[Mesa-dev] [PATCH v3 10/25] panfrost: Make sure the BO is 'ready' when picked from the cache

Alyssa Rosenzweig alyssa at rosenzweig.io
Thu Sep 5 22:21:10 UTC 2019


> Will document that.
+1

> Evict won't help here as memory will only be released after the jobs
> are done using it. And madvise doesn't help either, for the same reason.

Ah-ha, I understand the distinction; thank you.

> The behavior hasn't changed regarding allocation failures: it's still
> an assert(), so the code is not more or less buggy than it was :p. What
> happens when assert()s are disabled? probably a segfault because of a
> NULL pointer dereference. So, adding the fprintf() is probably a good
> idea as a first step, and then we can see if we can handle the OOM case
> gracefully.

Haha, that's reasonable. I'm wondering if we should try some assert-less
stress test but maybe that doesn't matter until "productization".

> > In short, I'm not convinced this algorithm (specifically the last step)
> > is ideal.
> 
> It really depends on how robust you want to be when the system is under
> memory pressure vs how long you accept to wait. Note that, in the worst
> case scenario we wouldn't wait more than we currently do, as having each
> batch wait on BOs of the previous batch is just like the serialization
> we had in panfrost_flush(). I don't see it as a huge problem, but maybe
> I'm wrong.

Ya, I don't know; these seem like hard problems to say the least :-(

> > If there is no memory left for us, is it responsible to continue at all?
> 
> It's not exactly no memory, it's no immediately available memory.
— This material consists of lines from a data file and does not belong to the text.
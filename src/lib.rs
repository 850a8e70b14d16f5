//! Core runtime for a tree-walking interpreter: the value model, scope
//! chain, procedure/closure call protocol, and symbolic term converter
//! that a full language front-end sits on top of.
//!
//! This crate does not parse program source and does not ship a
//! standard library. What it guarantees is the shape every one of those
//! outer layers has to agree on: how a value compares and clones, how a
//! name resolves through nested scopes, how a call links a callee's
//! frame to the right ancestor, and how any value can be turned into
//! and read back from a symbolic term.

pub mod ast;
pub mod config;
pub mod error;
pub mod ident;
pub mod interpreter;
pub mod object;
pub mod param;
pub mod predefined;
pub mod procedure;
pub mod scope;
pub mod term;
pub mod value;
pub mod writeback;

pub use config::InterpreterConfig;
pub use error::{Error, Result};
pub use ident::Identifier;
pub use interpreter::{Flow, Interpreter};
pub use param::{ParamMode, ParameterDescriptor};
pub use procedure::{ProcKind, ProcedureHandle};
pub use scope::{Lookup, Scope};
pub use term::Term;
pub use value::{Rational, Value};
'fraid I don't know enough about Linux allocators to grok the
distinction.

> > Should we just fail the allocation after step 2, and if the caller has a
> > problem with that, it's their issue? Or we abort here after step 2?
> 
> I think that one is a separate issue. I mean, that's something we have
> to handle even if we go through step 3 and step 3 fails. 
>
> > I
> > don't like the robustness implications but low memory behaviour is a
> > risky subject as it is; I don't want to add more unknowns into it --
> > aborting it with an assert(0) is something we can recognize immediately.
> > Strange crashes in random places with no explanation, less so.
> 
> And that hasn't changed. We still have an assert after step 3.